__Exercise__
How do the lines below between the ones holding "filename src/player/gst.rs" and "fn command_error(command: &str, details: impl", inclusive, read? Give them again exactly, with no other lines.
*** Data records Section Begins ***
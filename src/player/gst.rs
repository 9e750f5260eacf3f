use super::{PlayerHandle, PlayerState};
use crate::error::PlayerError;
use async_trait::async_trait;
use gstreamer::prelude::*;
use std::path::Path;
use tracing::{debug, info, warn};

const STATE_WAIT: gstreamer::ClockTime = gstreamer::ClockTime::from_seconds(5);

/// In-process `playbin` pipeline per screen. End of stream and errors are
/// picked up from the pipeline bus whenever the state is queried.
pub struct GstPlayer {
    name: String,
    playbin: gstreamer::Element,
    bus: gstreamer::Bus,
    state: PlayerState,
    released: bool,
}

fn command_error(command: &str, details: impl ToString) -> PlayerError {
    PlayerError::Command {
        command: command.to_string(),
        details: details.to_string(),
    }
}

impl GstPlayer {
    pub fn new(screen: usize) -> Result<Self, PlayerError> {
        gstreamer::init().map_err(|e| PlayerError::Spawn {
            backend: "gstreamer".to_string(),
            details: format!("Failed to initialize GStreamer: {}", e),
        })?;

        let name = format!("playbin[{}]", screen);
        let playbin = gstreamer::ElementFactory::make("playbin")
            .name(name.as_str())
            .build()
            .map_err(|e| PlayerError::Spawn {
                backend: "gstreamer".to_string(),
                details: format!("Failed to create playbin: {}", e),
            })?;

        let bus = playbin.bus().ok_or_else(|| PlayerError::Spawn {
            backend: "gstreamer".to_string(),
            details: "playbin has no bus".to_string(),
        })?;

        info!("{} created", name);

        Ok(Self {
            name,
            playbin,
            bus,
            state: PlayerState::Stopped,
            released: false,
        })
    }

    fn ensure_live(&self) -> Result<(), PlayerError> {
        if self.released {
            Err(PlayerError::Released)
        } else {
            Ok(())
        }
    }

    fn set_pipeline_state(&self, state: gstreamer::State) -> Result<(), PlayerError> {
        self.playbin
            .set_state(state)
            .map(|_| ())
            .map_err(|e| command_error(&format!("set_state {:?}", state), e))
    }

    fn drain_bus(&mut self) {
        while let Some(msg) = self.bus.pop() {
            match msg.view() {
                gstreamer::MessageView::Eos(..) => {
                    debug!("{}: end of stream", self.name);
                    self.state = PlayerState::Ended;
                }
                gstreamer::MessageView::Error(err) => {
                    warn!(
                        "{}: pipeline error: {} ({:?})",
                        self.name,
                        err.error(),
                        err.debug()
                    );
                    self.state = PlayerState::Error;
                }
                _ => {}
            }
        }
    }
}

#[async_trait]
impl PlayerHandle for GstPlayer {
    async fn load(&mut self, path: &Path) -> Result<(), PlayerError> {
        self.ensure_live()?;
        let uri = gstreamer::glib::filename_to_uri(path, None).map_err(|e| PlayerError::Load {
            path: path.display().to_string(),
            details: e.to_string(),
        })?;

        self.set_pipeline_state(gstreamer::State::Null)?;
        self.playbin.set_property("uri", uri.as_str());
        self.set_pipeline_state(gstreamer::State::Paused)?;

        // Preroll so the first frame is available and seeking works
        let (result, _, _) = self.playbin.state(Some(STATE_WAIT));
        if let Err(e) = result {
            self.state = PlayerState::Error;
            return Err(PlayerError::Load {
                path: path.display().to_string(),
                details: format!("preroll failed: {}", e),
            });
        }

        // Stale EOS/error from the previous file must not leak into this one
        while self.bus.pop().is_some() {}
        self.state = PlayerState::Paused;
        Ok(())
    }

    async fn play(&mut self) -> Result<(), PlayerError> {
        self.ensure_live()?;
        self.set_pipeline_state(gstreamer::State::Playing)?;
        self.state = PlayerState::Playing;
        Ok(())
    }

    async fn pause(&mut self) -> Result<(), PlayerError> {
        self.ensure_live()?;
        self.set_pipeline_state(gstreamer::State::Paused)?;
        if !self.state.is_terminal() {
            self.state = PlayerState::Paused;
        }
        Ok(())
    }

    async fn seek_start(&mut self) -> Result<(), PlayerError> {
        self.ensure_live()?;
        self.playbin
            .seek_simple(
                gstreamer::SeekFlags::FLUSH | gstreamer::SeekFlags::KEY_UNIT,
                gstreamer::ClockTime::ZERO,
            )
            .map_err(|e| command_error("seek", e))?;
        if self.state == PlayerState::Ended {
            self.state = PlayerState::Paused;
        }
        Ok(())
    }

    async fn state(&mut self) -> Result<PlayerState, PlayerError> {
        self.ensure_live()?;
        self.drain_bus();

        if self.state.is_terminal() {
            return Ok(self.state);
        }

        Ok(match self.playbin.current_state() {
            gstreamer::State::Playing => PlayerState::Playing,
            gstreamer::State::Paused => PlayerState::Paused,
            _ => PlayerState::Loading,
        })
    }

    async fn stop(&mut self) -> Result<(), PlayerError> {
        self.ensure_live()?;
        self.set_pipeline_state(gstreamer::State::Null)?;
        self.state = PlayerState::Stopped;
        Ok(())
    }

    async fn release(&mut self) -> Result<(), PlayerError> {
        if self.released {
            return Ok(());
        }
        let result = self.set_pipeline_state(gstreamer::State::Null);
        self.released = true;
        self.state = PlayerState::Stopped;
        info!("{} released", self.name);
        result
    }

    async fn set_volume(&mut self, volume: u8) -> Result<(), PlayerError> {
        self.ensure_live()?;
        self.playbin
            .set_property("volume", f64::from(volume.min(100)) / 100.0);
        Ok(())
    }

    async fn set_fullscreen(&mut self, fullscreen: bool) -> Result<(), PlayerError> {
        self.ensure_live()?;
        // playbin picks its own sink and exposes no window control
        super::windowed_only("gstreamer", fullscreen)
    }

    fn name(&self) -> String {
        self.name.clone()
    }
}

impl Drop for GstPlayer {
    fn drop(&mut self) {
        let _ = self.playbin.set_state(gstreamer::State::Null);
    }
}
*** Data records Section Ends ***
*** Data records Section Begins ***
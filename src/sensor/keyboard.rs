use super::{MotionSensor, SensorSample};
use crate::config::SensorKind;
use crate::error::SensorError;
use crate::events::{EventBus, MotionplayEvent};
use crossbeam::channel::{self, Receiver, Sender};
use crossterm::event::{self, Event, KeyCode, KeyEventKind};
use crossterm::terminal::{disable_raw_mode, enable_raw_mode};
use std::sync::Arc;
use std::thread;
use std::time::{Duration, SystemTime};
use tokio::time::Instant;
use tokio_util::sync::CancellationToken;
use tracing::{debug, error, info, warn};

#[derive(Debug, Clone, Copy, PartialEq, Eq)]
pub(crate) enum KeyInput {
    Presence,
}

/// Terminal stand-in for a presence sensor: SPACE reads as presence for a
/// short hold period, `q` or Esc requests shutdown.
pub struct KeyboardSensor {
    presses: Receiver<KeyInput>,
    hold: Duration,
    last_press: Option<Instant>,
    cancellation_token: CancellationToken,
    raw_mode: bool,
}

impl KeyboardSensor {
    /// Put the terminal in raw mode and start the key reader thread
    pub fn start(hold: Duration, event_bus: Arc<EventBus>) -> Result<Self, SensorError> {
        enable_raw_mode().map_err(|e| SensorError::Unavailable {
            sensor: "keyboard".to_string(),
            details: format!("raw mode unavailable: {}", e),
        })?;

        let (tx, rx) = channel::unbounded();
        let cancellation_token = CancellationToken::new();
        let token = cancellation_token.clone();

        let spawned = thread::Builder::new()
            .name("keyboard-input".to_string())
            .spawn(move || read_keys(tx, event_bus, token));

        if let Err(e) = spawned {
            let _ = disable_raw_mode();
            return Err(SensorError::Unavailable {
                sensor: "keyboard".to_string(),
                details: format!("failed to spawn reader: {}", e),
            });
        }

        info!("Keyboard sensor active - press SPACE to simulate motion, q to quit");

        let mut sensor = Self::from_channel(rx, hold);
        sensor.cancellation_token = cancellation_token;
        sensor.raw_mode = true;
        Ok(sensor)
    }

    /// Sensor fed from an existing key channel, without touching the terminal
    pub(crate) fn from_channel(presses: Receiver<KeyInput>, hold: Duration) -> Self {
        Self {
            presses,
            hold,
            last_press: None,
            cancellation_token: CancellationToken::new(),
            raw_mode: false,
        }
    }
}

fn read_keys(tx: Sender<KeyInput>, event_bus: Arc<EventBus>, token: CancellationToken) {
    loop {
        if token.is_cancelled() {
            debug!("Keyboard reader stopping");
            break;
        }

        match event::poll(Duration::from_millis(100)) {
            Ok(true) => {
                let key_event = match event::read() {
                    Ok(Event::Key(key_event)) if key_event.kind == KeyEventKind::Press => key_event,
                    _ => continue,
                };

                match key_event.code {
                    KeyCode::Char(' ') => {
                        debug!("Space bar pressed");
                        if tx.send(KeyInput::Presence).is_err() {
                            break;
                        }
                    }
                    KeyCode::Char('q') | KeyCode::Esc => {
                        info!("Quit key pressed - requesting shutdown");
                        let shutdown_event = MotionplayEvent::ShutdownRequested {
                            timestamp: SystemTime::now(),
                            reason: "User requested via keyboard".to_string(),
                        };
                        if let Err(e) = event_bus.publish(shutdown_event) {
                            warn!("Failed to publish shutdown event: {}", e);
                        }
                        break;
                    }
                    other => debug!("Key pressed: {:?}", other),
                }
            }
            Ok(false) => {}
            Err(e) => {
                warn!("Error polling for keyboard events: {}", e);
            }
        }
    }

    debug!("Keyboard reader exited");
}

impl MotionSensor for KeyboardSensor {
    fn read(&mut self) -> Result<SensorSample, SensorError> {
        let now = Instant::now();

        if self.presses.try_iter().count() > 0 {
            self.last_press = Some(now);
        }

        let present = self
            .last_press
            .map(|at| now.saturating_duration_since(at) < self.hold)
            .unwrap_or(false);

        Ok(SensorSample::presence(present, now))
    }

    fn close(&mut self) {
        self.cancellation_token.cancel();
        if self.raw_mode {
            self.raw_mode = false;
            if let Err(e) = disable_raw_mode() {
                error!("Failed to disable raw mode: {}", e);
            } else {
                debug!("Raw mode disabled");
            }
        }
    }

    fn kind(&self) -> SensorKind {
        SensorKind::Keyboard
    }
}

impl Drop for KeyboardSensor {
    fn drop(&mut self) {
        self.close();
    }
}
*** Data records Section Ends ***
__Exercise solution__
filename src/player/gst.rs
repository 9e750f5260eacf3f
use super::{PlayerHandle, PlayerState};
use crate::error::PlayerError;
use async_trait::async_trait;
use gstreamer::prelude::*;
use std::path::Path;
use tracing::{debug, info, warn};

const STATE_WAIT: gstreamer::ClockTime = gstreamer::ClockTime::from_seconds(5);

/// In-process `playbin` pipeline per screen. End of stream and errors are
/// picked up from the pipeline bus whenever the state is queried.
pub struct GstPlayer {
    name: String,
    playbin: gstreamer::Element,
    bus: gstreamer::Bus,
    state: PlayerState,
    released: bool,
}

fn command_error(command: &str, details: impl ToString) -> PlayerError {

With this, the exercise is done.